impl<'a, K, V, A: ElementAllocator<(K, V)>> IntoIterator for &'a mut TreeMap<K, V, A> {
    type Item = (&'a K, &'a mut V);
    type IntoIter = IterMut<'a, K, V>;

    fn into_iter(self) -> IterMut<'a, K, V> {
        self.iter_mut()
    }
}

#[cfg(test)]
mod tests {
    use super::*;
    use humble_test_utils::{CountingAllocator, Lifecycle, Tracked};

    fn map_of(keys: &[i32]) -> TreeMap<i32, i32> {
        TreeMap::try_from_iter_in(keys.iter().map(|&k| (k, k * 10)), HeapAllocator::new()).unwrap()
    }

    fn keys<A: ElementAllocator<(i32, i32)>>(map: &TreeMap<i32, i32, A>) -> Vec<i32> {
        map.keys().copied().collect()
    }

    /// Walk the tree checking key order and the AA level rules; returns the
    /// number of nodes.
    fn check_shape<K: Ord, V, A: ElementAllocator<(K, V)>>(map: &TreeMap<K, V, A>) -> usize {
        fn walk<K: Ord, V>(link: Link<K, V>, low: Option<&K>, high: Option<&K>) -> usize {
            let Some(node) = link else { return 0 };
            let node = unsafe { &*node.as_ptr() };
            assert!(low.is_none_or(|low| *low < node.key), "key below its bound");
            assert!(high.is_none_or(|high| node.key < *high), "key above its bound");
            assert_eq!(level(node.left), node.level - 1, "left child one level down");
            let right = level(node.right);
            assert!(right == node.level || right + 1 == node.level, "right child level");
            if let Some(right) = node.right {
                assert!(level(unsafe { (*right.as_ptr()).right }) < node.level, "two right links on one level");
            }
            if node.left.is_none() && node.right.is_none() {
                assert_eq!(node.level, 1, "leaves sit on level one");
            }
            1 + walk(node.left, low, Some(&node.key)) + walk(node.right, Some(&node.key), high)
        }
        walk(map.root, None, None)
    }

    #[test]
    fn starts_empty() {
        let map: TreeMap<i32, i32> = TreeMap::new();
        assert!(map.is_empty());
        assert_eq!(map.len(), 0);
        assert_eq!(map.first_key_value(), None);
        assert_eq!(map.iter().next(), None);
    }

    #[test]
    fn iterates_in_key_order() {
        let map = map_of(&[5, 1, 9, 3, 7, 2, 8]);
        assert_eq!(keys(&map), vec![1, 2, 3, 5, 7, 8, 9]);
        assert_eq!(map.values().copied().collect::<Vec<_>>(), vec![10, 20, 30, 50, 70, 80, 90]);
        assert_eq!(map.iter().len(), 7);
        assert_eq!(check_shape(&map), 7);
    }

    #[test]
    fn replacing_a_value_keeps_the_node() {
        let alloc = CountingAllocator::new(HeapAllocator::<(i32, i32)>::new());
        let counts = alloc.counts();
        let mut map = TreeMap::new_in(alloc);
        assert_eq!(map.try_insert(4, 40), Ok(None));
        assert_eq!(map.try_insert(4, 41), Ok(Some(40)));
        assert_eq!(map.len(), 1);
        assert_eq!(map.get(&4), Some(&41));
        assert_eq!(counts.allocate(), 1);
    }

    #[test]
    fn lookup_by_borrowed_key() {
        let mut map: TreeMap<String, usize> = TreeMap::new();
        map.try_insert("alpha".to_owned(), 1).unwrap();
        map.try_insert("beta".to_owned(), 2).unwrap();
        assert_eq!(map.get("beta"), Some(&2));
        assert!(map.contains_key("alpha"));
        assert!(!map.contains_key("gamma"));
        *map.get_mut("alpha").unwrap() += 10;
        assert_eq!(map.get_key_value("alpha"), Some((&"alpha".to_owned(), &11)));
        assert_eq!(map.remove("alpha"), Some(11));
        assert_eq!(map.remove("alpha"), None);
    }

    #[test]
    fn removes_leaves_inner_nodes_and_root() {
        let mut map = map_of(&(0..32).collect::<Vec<_>>());
        let root_key = unsafe { (*map.root.unwrap().as_ptr()).key };
        assert_eq!(map.remove(&root_key), Some(root_key * 10));
        assert_eq!(map.remove_entry(&0), Some((0, 0)));
        assert_eq!(map.remove(&31), Some(310));
        assert_eq!(map.remove(&100), None);
        assert_eq!(map.len(), 29);
        assert_eq!(check_shape(&map), 29);
        assert!(!map.contains_key(&root_key));
        assert_eq!(map.first_key_value(), Some((&1, &10)));
        assert_eq!(map.last_key_value(), Some((&30, &300)));
    }

    #[test]
    fn stays_balanced_through_churn() {
        let mut map: TreeMap<i32, i32> = TreeMap::new();
        for i in 0..500 {
            map.try_insert((i * 37) % 500, i).unwrap();
        }
        assert_eq!(check_shape(&map), 500);
        for i in (0..500).step_by(3) {
            assert!(map.remove(&i).is_some());
        }
        assert_eq!(check_shape(&map), map.len());
        assert_eq!(map.len(), 500 - 167);
        let root_level = level(map.root);
        assert!(root_level <= 2 * (usize::BITS - map.len().leading_zeros()) as usize);
    }

    #[test]
    fn pops_from_both_ends() {
        let mut map = map_of(&[3, 1, 4, 5, 9, 2, 6]);
        assert_eq!(map.pop_first(), Some((1, 10)));
        assert_eq!(map.pop_last(), Some((9, 90)));
        assert_eq!(map.pop_first(), Some((2, 20)));
        assert_eq!(keys(&map), vec![3, 4, 5, 6]);
        assert_eq!(check_shape(&map), 4);

        let mut one = map_of(&[7]);
        assert_eq!(one.pop_last(), Some((7, 70)));
        assert_eq!(one.pop_first(), None);
    }

    #[test]
    fn clear_returns_every_node() {
        let alloc = CountingAllocator::new(HeapAllocator::<(i32, i32)>::new());
        let counts = alloc.counts();
        let mut map = TreeMap::try_from_iter_in((0..20).map(|i| (i, i)), alloc).unwrap();
        map.clear();
        assert!(map.is_empty());
        assert_eq!(counts.allocate(), 20);
        assert_eq!(counts.construct(), 20);
        assert_eq!(counts.destroy(), 20);
        assert_eq!(counts.deallocate(), 20);
    }

    #[test]
    fn every_value_dropped_once() {
        let life = Lifecycle::new();
        {
            let mut map: TreeMap<i32, Tracked> = TreeMap::new();
            for i in 0..10 {
                map.try_insert(i, Tracked::new(i, &life)).unwrap();
            }
            // Replaced value comes back to the caller and drops here.
            drop(map.try_insert(3, Tracked::new(33, &life)));
            assert_eq!(life.drops(), 1);
            drop(map.remove(&4));
            assert_eq!(life.drops(), 2);
        }
        assert_eq!(life.drops(), 11);
        assert_eq!(life.clones(), 0);
    }

    #[test]
    fn into_iter_yields_ascending_and_frees_the_rest() {
        let life = Lifecycle::new();
        let mut map: TreeMap<i32, Tracked> = TreeMap::new();
        for i in [4, 2, 6, 1, 3] {
            map.try_insert(i, Tracked::new(i, &life)).unwrap();
        }
        let mut iter = map.into_iter();
        assert_eq!(iter.len(), 5);
        assert_eq!(iter.next().map(|(k, _)| k), Some(1));
        assert_eq!(iter.next_back().map(|(k, _)| k), Some(6));
        assert_eq!(life.drops(), 2);
        drop(iter);
        assert_eq!(life.drops(), 5);
    }

    #[test]
    fn iter_mut_updates_values() {
        let mut map = map_of(&[1, 2, 3]);
        for (k, v) in &mut map {
            *v += *k;
        }
        assert_eq!(map.values().copied().collect::<Vec<_>>(), vec![11, 22, 33]);
    }

    #[test]
    fn clone_is_equal_and_independent() {
        let map = map_of(&[8, 6, 7, 5, 3, 0, 9]);
        let mut copy = map.clone();
        assert_eq!(map, copy);
        copy.remove(&5);
        assert_ne!(map, copy);
        assert_eq!(map.len(), 7);

        let heap_copy = map.try_clone_in(HeapAllocator::new()).unwrap();
        assert_eq!(heap_copy, map);
    }

    #[test]
    fn equality_ignores_the_allocator() {
        let heap = map_of(&[1, 2]);
        let counted = TreeMap::try_from_iter_in(
            [(2, 20), (1, 10)],
            CountingAllocator::new(HeapAllocator::<(i32, i32)>::new()),
        )
        .unwrap();
        assert!(heap == counted);
    }

    #[test]
    fn debug_lists_entries() {
        let map = map_of(&[2, 1]);
        assert_eq!(format!("{map:?}"), "{1: 10, 2: 20}");
    }

    #[test]
    fn take_leaves_an_empty_map() {
        let mut map = map_of(&[1, 2, 3]);
        let taken = mem::take(&mut map);
        assert!(map.is_empty());
        assert_eq!(keys(&taken), vec![1, 2, 3]);
    }

    mod proptests {
        use super::*;
        use proptest::prelude::*;
        use std::collections::BTreeMap;

        #[derive(Clone, Debug)]
        enum Op {
            Insert(u8, i32),
            Remove(u8),
            PopFirst,
            PopLast,
        }

        fn op() -> impl Strategy<Value = Op> {
            prop_oneof![
                3 => (any::<u8>(), any::<i32>()).prop_map(|(k, v)| Op::Insert(k, v)),
                2 => any::<u8>().prop_map(Op::Remove),
                1 => Just(Op::PopFirst),
                1 => Just(Op::PopLast),
            ]
        }

        proptest! {
            #[test]
            fn behaves_like_btreemap(ops in proptest::collection::vec(op(), 1..200)) {
                let mut map: TreeMap<u8, i32> = TreeMap::new();
                let mut model = BTreeMap::new();
                for op in ops {
                    match op {
                        Op::Insert(k, v) => prop_assert_eq!(map.try_insert(k, v).unwrap(), model.insert(k, v)),
                        Op::Remove(k) => prop_assert_eq!(map.remove(&k), model.remove(&k)),
                        Op::PopFirst => prop_assert_eq!(map.pop_first(), model.pop_first()),
                        Op::PopLast => prop_assert_eq!(map.pop_last(), model.pop_last()),
                    }
                    prop_assert_eq!(map.len(), model.len());
                }
                prop_assert_eq!(check_shape(&map), model.len());
                prop_assert!(map.iter().eq(model.iter()));
            }
        }
    }
}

--------------------------------------------------

Reproduce exactly the stretch of the material above that starts at the line with "assert!(high.is_none_or(|high| node.key <" and ends at the line with "if let Some(right)", both included, and nothing else.

# [ANSWER TO THIS TASK]
            assert!(high.is_none_or(|high| node.key < *high), "key above its bound");
            assert_eq!(level(node.left), node.level - 1, "left child one level down");
            let right = level(node.right);
            assert!(right == node.level || right + 1 == node.level, "right child level");
            if let Some(right) = node.right {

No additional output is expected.